The Defendant, Ms. Ko worked for the Plaintiff, OIBC, an insurance broker. On May 1, 2015, she resigned after 23 years of work with OIBC. The next day she contacted a competitor brokerage and attained employment within a week. Over time, a large number of OIBC’s clients transferred to Ms. Ko and left OIBC in a very poor state of affairs. OIBC sued Ms. Ko for inducement of breach of contract, interference with contractual relations, breach of fidelity and fiduciary duty and using OIBC’s confidential information to her benefit.

Issues

  1. Whether a restrictive covenant existed?
  2. Whether there existed a fiduciary relationship?
  3. Whether Ms. Ko took and used OIBC’s confidential information to her benefit?
  4. Whether Ms. Ko solicited OIBC’s clients?

Brief Answer

Summary Judgment granted as against Plaintiff employer. Plaintiffs’ Action dismissed. Costs awarded as against Plaintiff employer in the amount of $25,000.00.

Analysis

The first issue the Court dealt with, concerned the lack of any restrictive covenant contained within the employment agreement affecting Ms. Ko’s ability to compete. While the issue was contested, The Defendant Ms. Ko however produced affidavit evidence and was tested on cross-examination about the presence of the employment agreements showing that no restrictive covenant was present therein. Ms. Ko produced two contractual agreements to that effect and there was no probative evidence to the contrary.

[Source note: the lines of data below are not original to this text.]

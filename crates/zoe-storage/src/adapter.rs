// SPDX-FileCopyrightText: 2026 Zoe Contributors
// SPDX-License-Identifier: MIT OR Apache-2.0

//! SQLite implementations of the notification router's collaborator traits.

use std::time::Duration;

use async_trait::async_trait;
use chrono::Utc;

use zoe_core::{Device, DeviceRegistry, OfflineNotificationSink, TimerNotification, ZoeError};

use crate::database::Database;
use crate::queries;

/// Device registry backed by the `devices` table.
#[derive(Clone)]
pub struct SqliteDeviceRegistry {
    db: Database,
}

impl SqliteDeviceRegistry {
    pub fn new(db: Database) -> Self {
        Self { db }
    }
}

#[async_trait]
impl DeviceRegistry for SqliteDeviceRegistry {
    async fn devices_in_room(&self, user_id: &str, room: &str) -> Result<Vec<Device>, ZoeError> {
        queries::devices::devices_in_room(&self.db, user_id, room).await
    }

    async fn primary_device(&self, user_id: &str) -> Result<Option<Device>, ZoeError> {
        queries::devices::primary_device(&self.db, user_id).await
    }

    async fn user_devices(&self, user_id: &str) -> Result<Vec<Device>, ZoeError> {
        queries::devices::user_devices(&self.db, user_id).await
    }
}

/// Offline notification sink backed by the `offline_notifications` table.
#[derive(Clone)]
pub struct SqliteOfflineQueue {
    db: Database,
}

impl SqliteOfflineQueue {
    pub fn new(db: Database) -> Self {
        Self { db }
    }
}

#[async_trait]
impl OfflineNotificationSink for SqliteOfflineQueue {
    async fn enqueue_offline(
        &self,
        device_id: &str,
        notification: &TimerNotification,
        ttl: Duration,
    ) -> Result<i64, ZoeError> {
        queries::offline::enqueue(&self.db, device_id, notification, Utc::now(), ttl).await
    }
}
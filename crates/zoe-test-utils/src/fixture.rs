// SPDX-FileCopyrightText: 2026 Zoe Contributors
// SPDX-License-Identifier: MIT OR Apache-2.0

//! On-disk module layouts and throwaway databases.

use std::path::PathBuf;

use tempfile::TempDir;
use zoe_storage::Database;

/// A temporary tree shaped like a deployment:
///
/// ```text
/// <tmp>/config/modules.toml
/// <tmp>/modules/<name>/intents/*.{yaml,toml}
/// ```
///
/// Module directories are created lazily by the `write_*` methods, so an
/// enabled module that is never written stays missing on disk.
pub struct ModuleFixture {
    dir: TempDir,
}

impl ModuleFixture {
    /// Create the tree with `enabled` listed in `modules.toml`.
    ///
    /// # Panics
    ///
    /// Panics if the temporary directory cannot be written.
    pub fn new(enabled: &[&str]) -> Self {
        let dir = tempfile::tempdir().expect("create fixture dir");
        let fixture = Self { dir };

        std::fs::create_dir_all(fixture.modules_root()).expect("create modules root");
        let config = fixture.config_path();
        std::fs::create_dir_all(config.parent().expect("config parent")).expect("create config dir");
        let list = enabled
            .iter()
            .map(|name| format!("\"{name}\""))
            .collect::<Vec<_>>()
            .join(", ");
        std::fs::write(&config, format!("enabled_modules = [{list}]\n")).expect("write modules.toml");
        fixture
    }

    pub fn root(&self) -> PathBuf {
        self.dir.path().to_path_buf()
    }

    pub fn config_path(&self) -> PathBuf {
        self.dir.path().join("config").join("modules.toml")
    }

    /// Write `config/modules.yaml` listing `enabled` and return its path.
    ///
    /// # Panics
    ///
    /// Panics if the file cannot be written.
    pub fn write_yaml_enablement(&self, enabled: &[&str]) -> PathBuf {
        let path = self.dir.path().join("config").join("modules.yaml");
        let mut content = String::from("enabled_modules:\n");
        for name in enabled {
            content.push_str(&format!("  - {name}\n"));
        }
        std::fs::write(&path, content).expect("write modules.yaml");
        path
    }

    pub fn modules_root(&self) -> PathBuf {
        self.dir.path().join("modules")
    }

    /// A search root that never exists.
    pub fn missing_root(&self) -> PathBuf {
        self.dir.path().join("not-installed")
    }

    /// Write a pattern file into `<module>/intents/`.
    ///
    /// # Panics
    ///
    /// Panics if the file cannot be written.
    pub fn write_intents(&self, module: &str, file: &str, content: &str) -> PathBuf {
        let intents = self.modules_root().join(module).join("intents");
        std::fs::create_dir_all(&intents).expect("create intents dir");
        let path = intents.join(file);
        std::fs::write(&path, content).expect("write intent file");
        path
    }

    /// Write `<module>/intents/handlers.toml`.
    pub fn write_bindings(&self, module: &str, content: &str) -> PathBuf {
        self.write_intents(module, "handlers.toml", content)
    }
}

/// Open a migrated in-memory database.
///
/// # Panics
///
/// Panics if migrations fail.
pub async fn test_database() -> Database {
    Database::open_in_memory()
        .await
        .expect("open in-memory database")
}
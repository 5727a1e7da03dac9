// SPDX-FileCopyrightText: 2026 Zoe Contributors
// SPDX-License-Identifier: MIT OR Apache-2.0

//! Merging module bundles into the live classifier and executor.
//!
//! Intent names share one namespace and the last write wins. Conflicts are
//! allowed but logged at `warn`. Registration is a startup step and is not
//! meant to race with live classification.

use std::collections::HashMap;
use std::sync::Arc;

use tracing::{debug, info, warn};

use zoe_core::{HandlerRegistry, MutableIntentTable, ZoeError};

use crate::loader::{ModuleIntentBundle, ModuleLoader};

/// Insert every bundle's intents into the classifier's pattern table.
///
/// Creates the table first when the classifier has none. Returns the number
/// of intent definitions written.
pub fn register_module_intents(
    bundles: &[ModuleIntentBundle],
    classifier: &mut dyn MutableIntentTable,
) -> usize {
    let mut owners: HashMap<&str, &str> = HashMap::new();
    let mut written = 0;

    classifier.ensure_table();
    for bundle in bundles {
        for (intent, pattern) in &bundle.intents {
            if let Some(previous_owner) = owners.insert(intent, &bundle.module_name)
                && previous_owner != bundle.module_name
            {
                warn!(
                    intent = %intent,
                    first = previous_owner,
                    second = %bundle.module_name,
                    "intent declared by two modules, last one wins"
                );
            }

            match classifier.upsert_intent(intent, pattern.clone()) {
                Some(previous) if previous != *pattern => warn!(
                    intent = %intent,
                    module = %bundle.module_name,
                    "module intent replaces a different existing definition"
                ),
                Some(_) => debug!(intent = %intent, "identical intent re-registered"),
                None => debug!(intent = %intent, module = %bundle.module_name, "intent registered"),
            }
            written += 1;
        }
    }

    written
}

/// Register every bundle's handlers with the executor.
///
/// Returns the number of handlers written.
pub fn register_module_handlers(
    bundles: &[ModuleIntentBundle],
    executor: &mut dyn HandlerRegistry,
) -> usize {
    let mut written = 0;
    for bundle in bundles {
        for (intent, handler) in &bundle.handlers {
            if let Some(existing) = executor.handler(intent)
                && !Arc::ptr_eq(&existing, handler)
            {
                debug!(
                    intent = %intent,
                    module = %bundle.module_name,
                    "module handler replaces an existing handler"
                );
            }
            executor.register_handler(intent, Arc::clone(handler));
            written += 1;
        }
    }
    written
}

/// Discover modules and merge them into the classifier and executor.
///
/// Returns how many modules were loaded.
pub fn integrate_module_intents(
    loader: &ModuleLoader,
    classifier: &mut dyn MutableIntentTable,
    executor: &mut dyn HandlerRegistry,
) -> Result<usize, ZoeError> {
    let bundles = loader.load_module_intents()?;
    let intents = register_module_intents(&bundles, classifier);
    let handlers = register_module_handlers(&bundles, executor);
    info!(
        modules = bundles.len(),
        intents, handlers, "module intents integrated"
    );
    Ok(bundles.len())
}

The second issue concerned the fiduciary nature, if any, between OIBC and Ms. Ko. OIBC was owned and operated by the Plaintiff’s. No other managerial structure was present and Ms. Ko could not make unilateral decisions affecting OIBC like the Plaintiffs could. While Ms. Ko was called an ‘assistant manager’ she in fact did not actually perform any managerial duties.

Ms. Ko was not a primary contact point for customers, with others doing the same task as she did, and there was no direct reliance on her abilities to obtain new business. Lastly, there was no evidence that Ms. Ko was indispensable or held a unique position of value to OIBC with special knowledge of OIBC’s company. Ms. Ko could be replaced and a new employee could be trained in the same fashion. OIBC was not at the mercy or dependent upon Ms. Ko’s discretion; therefore there was no vulnerability on part of OIBC.

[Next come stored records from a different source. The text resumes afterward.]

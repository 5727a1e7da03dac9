// SPDX-FileCopyrightText: 2026 Zoe Contributors
// SPDX-License-Identifier: MIT OR Apache-2.0

//! Configuration for the Zoe assistant core.
//!
//! TOML files are layered with Figment, every section rejects unknown keys,
//! and failures are reported as miette diagnostics with typo suggestions.
//!
//! ```no_run
//! let config = zoe_config::load_and_validate().expect("config errors");
//! println!("database: {}", config.storage.database_path);
//! ```

pub mod diagnostic;
pub mod loader;
pub mod model;
pub mod validation;

use std::path::Path;

pub use diagnostic::{ConfigError, render_errors};
pub use loader::{load_config, load_config_from_path, load_config_from_str};
pub use model::{
    AgentConfig, MetricsConfig, ModulesConfig, StorageConfig, TimerConfig, ZoeConfig,
};

/// Load the standard file hierarchy plus env overrides, then validate.
pub fn load_and_validate() -> Result<ZoeConfig, Vec<ConfigError>> {
    finish(loader::load_config(), collect_toml_sources)
}

/// Load one explicit file plus env overrides, then validate.
pub fn load_and_validate_path(path: &Path) -> Result<ZoeConfig, Vec<ConfigError>> {
    finish(loader::load_config_from_path(path), || {
        std::fs::read_to_string(path)
            .map(|content| vec![(absolute_display(path), content)])
            .unwrap_or_default()
    })
}

/// Load an inline TOML document, then validate.
pub fn load_and_validate_str(toml_content: &str) -> Result<ZoeConfig, Vec<ConfigError>> {
    finish(loader::load_config_from_str(toml_content), || {
        vec![("<inline>".to_string(), toml_content.to_string())]
    })
}

fn finish(
    loaded: Result<ZoeConfig, figment::Error>,
    sources: impl FnOnce() -> Vec<(String, String)>,
) -> Result<ZoeConfig, Vec<ConfigError>> {
    match loaded {
        Ok(config) => {
            validation::validate_config(&config)?;
            Ok(config)
        }
        Err(err) => Err(diagnostic::figment_to_config_errors(err, &sources())),
    }
}

/// Read every existing config layer so diagnostics can show source spans.
fn collect_toml_sources() -> Vec<(String, String)> {
    loader::config_file_layers()
        .into_iter()
        .filter_map(|path| {
            std::fs::read_to_string(&path)
                .ok()
                .map(|content| (absolute_display(&path), content))
        })
        .collect()
}

fn absolute_display(path: &Path) -> String {
    std::path::absolute(path)
        .unwrap_or_else(|_| path.to_path_buf())
        .display()
        .to_string()
}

The third issue concerned any confidential information taken and used for personal benefit by the defendant. Relying on Alberts v. Mountjoy, (1977), 16 O.R. (2d) 682 Nakatsuru J., noted that while an employee cannot take their employer’s customer list with them on departure and use it to solicit business, they are permitted to do so from memory. In addition, transferring contact details onto an employee’s computer is not considered a breach of confidentiality given that this information would have been readily available to the former employee without the computer list and easily re-created, citing Nordheimer J., as he then was in Edac Inc., v. Tullo, [1990] O.J. No. 4837 (S.C.J.)

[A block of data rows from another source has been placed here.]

// SPDX-FileCopyrightText: 2026 Zoe Contributors
// SPDX-License-Identifier: MIT OR Apache-2.0

//! The timer background service.
//!
//! One spawned task alternates between a tick (scan, callbacks, routing) and
//! a fixed sleep. Stopping cancels the task at its next await point, which
//! can leave at most one tick's timers completed but not yet announced.

use std::sync::{Arc, Mutex, PoisonError};
use std::time::Duration;

use chrono::{DateTime, Utc};
use tokio::task::JoinHandle;
use tokio_util::sync::CancellationToken;
use tracing::{debug, info, warn};

use zoe_config::TimerConfig;
use zoe_core::{ActiveTimer, MAX_TIMER_SECONDS, NewTimer, Timer, ZoeError};
use zoe_storage::Database;
use zoe_storage::queries::{offline, timers};

use crate::callbacks::{CallbackRegistry, LOG_CALLBACK_ID, LogCallback, TimerCallback};
use crate::router::{NotificationRouter, RoutingReport};
use crate::scanner::ExpiryScanner;

/// Default pause between ticks.
pub const DEFAULT_CHECK_INTERVAL: Duration = Duration::from_secs(1);

/// What one tick did.
#[derive(Debug, Clone, Default, PartialEq, Eq)]
pub struct TickSummary {
    /// Timers that expired in this tick.
    pub expired: Vec<String>,
    pub callback_failures: usize,
    pub reports: Vec<RoutingReport>,
}

/// The parts a tick needs, cloned into the background task.
#[derive(Clone)]
struct Ticker {
    scanner: ExpiryScanner,
    router: NotificationRouter,
    callbacks: Arc<CallbackRegistry>,
}

impl Ticker {
    async fn tick(&self) -> TickSummary {
        let batch = self.scanner.scan().await;
        let mut summary = TickSummary::default();
        for timer in batch {
            summary.callback_failures += self.callbacks.dispatch(&timer).await;
            summary.reports.push(self.router.route_timer(&timer).await);
            summary.expired.push(timer.id);
        }
        summary
    }

    async fn run(self, interval: Duration, cancel: CancellationToken) {
        loop {
            tokio::select! {
                _ = cancel.cancelled() => break,
                summary = self.tick() => {
                    if !summary.expired.is_empty() {
                        debug!(
                            expired = summary.expired.len(),
                            callback_failures = summary.callback_failures,
                            "timer tick processed"
                        );
                    }
                }
            }
            tokio::select! {
                _ = cancel.cancelled() => break,
                _ = tokio::time::sleep(interval) => {}
            }
        }
        info!("timer loop stopped");
    }
}

struct RunningLoop {
    cancel: CancellationToken,
    handle: JoinHandle<()>,
}

/// Owns the timer loop, its callbacks and the timer store access the timer
/// intents need.
pub struct TimerService {
    db: Database,
    ticker: Ticker,
    task: Mutex<Option<RunningLoop>>,
}

impl TimerService {
    /// Build a stopped service with the `log` callback registered.
    pub fn new(db: Database, router: NotificationRouter) -> Self {
        let callbacks = Arc::new(CallbackRegistry::new());
        callbacks.register(LOG_CALLBACK_ID, Arc::new(LogCallback));
        Self {
            ticker: Ticker {
                scanner: ExpiryScanner::new(db.clone()),
                router,
                callbacks,
            },
            db,
            task: Mutex::new(None),
        }
    }

    /// Build a service with the router's offline TTL and the `log` callback
    /// taken from `config`.
    pub fn from_config(config: &TimerConfig, db: Database, router: NotificationRouter) -> Self {
        let router = router.with_offline_ttl(Duration::from_secs(config.offline_ttl_secs));
        let service = Self::new(db, router);
        if !config.log_callback {
            service.unregister_callback(LOG_CALLBACK_ID);
        }
        service
    }

    pub fn router(&self) -> &NotificationRouter {
        &self.ticker.router
    }

    /// Launch the background loop.
    ///
    /// Returns `false`, and changes nothing, if the loop is already running.
    pub fn start(&self, interval: Duration) -> bool {
        let mut task = self.task.lock().unwrap_or_else(PoisonError::into_inner);
        if task.as_ref().is_some_and(|running| !running.handle.is_finished()) {
            warn!("timer service already running");
            return false;
        }

        let cancel = CancellationToken::new();
        let handle = tokio::spawn(self.ticker.clone().run(interval, cancel.clone()));
        *task = Some(RunningLoop { cancel, handle });
        info!(interval_ms = interval.as_millis() as u64, "timer service started");
        true
    }

    /// Stop the loop and wait for it to exit. A no-op when stopped.
    pub async fn stop(&self) {
        let running = self
            .task
            .lock()
            .unwrap_or_else(PoisonError::into_inner)
            .take();
        let Some(running) = running else {
            debug!("timer service already stopped");
            return;
        };

        running.cancel.cancel();
        if let Err(e) = running.handle.await {
            warn!(error = %e, "timer loop ended abnormally");
        }
        info!("timer service stopped");
    }

    pub fn is_running(&self) -> bool {
        self.task
            .lock()
            .unwrap_or_else(PoisonError::into_inner)
            .as_ref()
            .is_some_and(|running| !running.handle.is_finished())
    }

    /// Run one scan-notify cycle in the caller's task.
    pub async fn tick(&self) -> TickSummary {
        self.ticker.tick().await
    }

    /// Add a callback, or replace the one registered under `id`.
    pub fn register_callback(&self, id: &str, callback: Arc<dyn TimerCallback>) {
        self.ticker.callbacks.register(id, callback);
        debug!(callback = id, "timer callback registered");
    }

    /// Remove a callback. Unknown ids are ignored.
    pub fn unregister_callback(&self, id: &str) {
        if self.ticker.callbacks.unregister(id) {
            debug!(callback = id, "timer callback unregistered");
        }
    }

    pub fn callback_ids(&self) -> Vec<String> {
        self.ticker.callbacks.ids()
    }

    /// Pending timers of `user_id` with their remaining time as of now.
    ///
    /// A store failure is logged and reported as no timers.
    pub async fn get_active_timers(&self, user_id: &str) -> Vec<ActiveTimer> {
        self.active_timers_at(user_id, Utc::now()).await
    }

    /// Same as [`get_active_timers`](Self::get_active_timers) at a fixed time.
    pub async fn active_timers_at(&self, user_id: &str, now: DateTime<Utc>) -> Vec<ActiveTimer> {
        match timers::active_timers(&self.db, user_id, now).await {
            Ok(pending) => pending
                .into_iter()
                .map(|timer| ActiveTimer {
                    remaining_seconds: timer.remaining_seconds(now),
                    timer,
                })
                .collect(),
            Err(e) => {
                warn!(user_id, error = %e, "active timer lookup failed");
                Vec::new()
            }
        }
    }

    pub async fn create_timer(&self, new: NewTimer) -> Result<Timer, ZoeError> {
        if new.duration_seconds <= 0 {
            return Err(ZoeError::Internal(format!(
                "timer duration must be positive, got {}",
                new.duration_seconds
            )));
        }
        if new.duration_seconds > MAX_TIMER_SECONDS {
            return Err(ZoeError::Internal(format!(
                "timer duration {}s exceeds the {MAX_TIMER_SECONDS}s limit",
                new.duration_seconds
            )));
        }
        let timer = timers::create_timer(&self.db, new, Utc::now()).await?;
        info!(
            user_id = %timer.user_id,
            timer_id = %timer.id,
            label = %timer.label,
            duration_seconds = timer.duration_seconds,
            "timer created"
        );
        Ok(timer)
    }

    /// Cancel one of the user's pending timers.
    pub async fn cancel_timer(&self, user_id: &str, timer_id: &str) -> Result<bool, ZoeError> {
        let cancelled = timers::cancel_timer(&self.db, user_id, timer_id).await?;
        if cancelled {
            info!(user_id, timer_id, "timer cancelled");
        }
        Ok(cancelled)
    }

    /// Push queued offline notifications to a device that just reconnected.
    ///
    /// Stops at the first failed send so the remaining entries stay queued.
    /// Returns how many were delivered.
    pub async fn drain_offline(&self, device_id: &str) -> Result<usize, ZoeError> {
        let transport = self.ticker.router.transport();
        if !transport.is_connected(device_id).await {
            return Ok(0);
        }

        let pending = offline::pending_for_device(&self.db, device_id, Utc::now()).await?;
        let mut delivered = 0;
        for entry in pending {
            if let Err(e) = transport.send_to_device(device_id, &entry.notification).await {
                warn!(device_id, error = %e, "offline drain interrupted");
                break;
            }
            offline::mark_delivered(&self.db, entry.id).await?;
            delivered += 1;
        }
        if delivered > 0 {
            info!(device_id, delivered, "offline notifications drained");
        }
        Ok(delivered)
    }
}

impl Drop for TimerService {
    fn drop(&mut self) {
        let task = self.task.get_mut().unwrap_or_else(PoisonError::into_inner);
        if let Some(running) = task.take() {
            running.cancel.cancel();
        }
    }
}

#[cfg(test)]
mod tests {
    use super::*;
    use std::sync::Mutex as StdMutex;

    use chrono::Duration as ChronoDuration;
    use tracing_test::traced_test;
    use zoe_test_utils::{
        MockDeviceRegistry, MockOfflineSink, MockTransport, SentNotification, test_database,
    };

    use crate::callbacks::callback_fn;

    async fn service() -> (TimerService, Database, MockTransport) {
        let db = test_database().await;
        let transport = MockTransport::new();
        let router = NotificationRouter::new(
            Arc::new(transport.clone()),
            Arc::new(MockDeviceRegistry::new()),
            Arc::new(MockOfflineSink::new()),
        );
        (TimerService::new(db.clone(), router), db, transport)
    }

    async fn expired_timer(db: &Database, label: &str) -> Timer {
        timers::create_timer(
            db,
            NewTimer::new("alice", label, 5),
            Utc::now() - ChronoDuration::seconds(10),
        )
        .await
        .unwrap()
    }

    #[tokio::test]
    async fn log_callback_is_preregistered() {
        let (service, _, _) = service().await;
        assert_eq!(service.callback_ids(), vec![LOG_CALLBACK_ID]);
    }

    #[tokio::test]
    async fn tick_runs_callbacks_then_routes() {
        let (service, db, transport) = service().await;
        transport.set_sessions("alice", 1).await;
        let timer = expired_timer(&db, "tea").await;

        let seen = Arc::new(StdMutex::new(Vec::new()));
        let sink = Arc::clone(&seen);
        service.register_callback(
            "collect",
            callback_fn(move |user, timer| {
                let sink = Arc::clone(&sink);
                async move {
                    sink.lock().unwrap().push((user, timer.id));
                    Ok(())
                }
            }),
        );

        let summary = service.tick().await;
        assert_eq!(summary.expired, vec![timer.id.clone()]);
        assert_eq!(*seen.lock().unwrap(), vec![("alice".to_string(), timer.id)]);
        assert_eq!(transport.broadcasts().await, vec!["alice"]);
        assert!(service.tick().await.expired.is_empty());
    }

    #[tokio::test]
    #[traced_test]
    async fn second_start_warns_and_keeps_the_running_loop() {
        let (service, _, _) = service().await;
        assert!(service.start(std::time::Duration::from_millis(10)));
        assert!(!service.start(std::time::Duration::from_millis(10)));
        assert!(logs_contain("timer service already running"));

        service.stop().await;
        assert!(logs_contain("timer service stopped"));
    }

    #[tokio::test]
    async fn start_and_stop_are_idempotent() {
        let (service, _, _) = service().await;
        assert!(!service.is_running());

        assert!(service.start(std::time::Duration::from_millis(10)));
        assert!(service.is_running());
        assert!(!service.start(std::time::Duration::from_millis(10)));

        service.stop().await;
        assert!(!service.is_running());
        service.stop().await;

        assert!(service.start(std::time::Duration::from_millis(10)));
        service.stop().await;
    }

    #[tokio::test]
    async fn active_timers_report_remaining_time() {
        let (service, db, _) = service().await;
        let now = Utc::now();
        timers::create_timer(&db, NewTimer::new("alice", "pasta", 30), now)
            .await
            .unwrap();
        timers::create_timer(&db, NewTimer::new("bob", "eggs", 30), now)
            .await
            .unwrap();

        let active = service.active_timers_at("alice", now + ChronoDuration::seconds(12)).await;
        assert_eq!(active.len(), 1);
        assert_eq!(active[0].timer.label, "pasta");
        assert_eq!(active[0].remaining_seconds, 18);
    }

    #[tokio::test]
    async fn create_rejects_out_of_range_durations() {
        let (service, _, _) = service().await;
        assert!(service.create_timer(NewTimer::new("alice", "x", 0)).await.is_err());
        assert!(
            service
                .create_timer(NewTimer::new("alice", "x", MAX_TIMER_SECONDS + 1))
                .await
                .is_err()
        );
        assert!(
            service
                .create_timer(NewTimer::new("alice", "x", MAX_TIMER_SECONDS))
                .await
                .is_ok()
        );
    }

    #[tokio::test]
    async fn cancel_only_affects_own_pending_timers() {
        let (service, _, _) = service().await;
        let timer = service
            .create_timer(NewTimer::new("alice", "pasta", 60))
            .await
            .unwrap();
        assert!(!service.cancel_timer("bob", &timer.id).await.unwrap());
        assert!(service.cancel_timer("alice", &timer.id).await.unwrap());
        assert!(!service.cancel_timer("alice", &timer.id).await.unwrap());
        assert!(service.get_active_timers("alice").await.is_empty());
    }

    #[tokio::test]
    async fn drain_delivers_queued_notifications_once() {
        let db = test_database().await;
        let transport = MockTransport::new();
        let router = NotificationRouter::new(
            Arc::new(transport.clone()),
            Arc::new(MockDeviceRegistry::new()),
            Arc::new(zoe_storage::SqliteOfflineQueue::new(db.clone())),
        );
        let service = TimerService::new(db.clone(), router);

        let timer = timers::create_timer(
            &db,
            NewTimer::new("alice", "tea", 5).with_device("pad"),
            Utc::now() - ChronoDuration::seconds(10),
        )
        .await
        .unwrap();
        let summary = service.tick().await;
        assert!(summary.reports[0].offline_queued);

        assert_eq!(service.drain_offline("pad").await.unwrap(), 0);
        transport.connect("pad").await;
        assert_eq!(service.drain_offline("pad").await.unwrap(), 1);
        assert_eq!(service.drain_offline("pad").await.unwrap(), 0);

        assert_eq!(transport.delivered_devices().await, vec!["pad"]);
        let sent = transport.sent().await;
        assert!(sent.iter().any(|s| matches!(
            s,
            SentNotification::Device { notification, .. } if notification.timer_id == timer.id
        )));
    }
}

Ms. Ko indicated that she did not take any client lists, but had kept the personal contact information within her cell phone in an effort to stay in touch with customers. OIBC could not provide any probative evidence to the contrary or that Ms. Ko took a client list. This does not amount to confidential information. The fundamental point, according to Nakatsuru J., at [28] is whether the information has a quality of confidence about it and whether it was communicated in circumstances where the obligation of confidence arises, citing Lac Minerals Ltd., v. International Corona Resources Ltd., [1989] S.C.R. 574. The nature of the information is essential. Mere names and contact information reveals little beyond the bare information and not details about the client that might be important to the employer. Unlike for example, knowing the types of policies held, or customer profiles. Overall, Ms. Ko only dealt with the customers with which she had dealings.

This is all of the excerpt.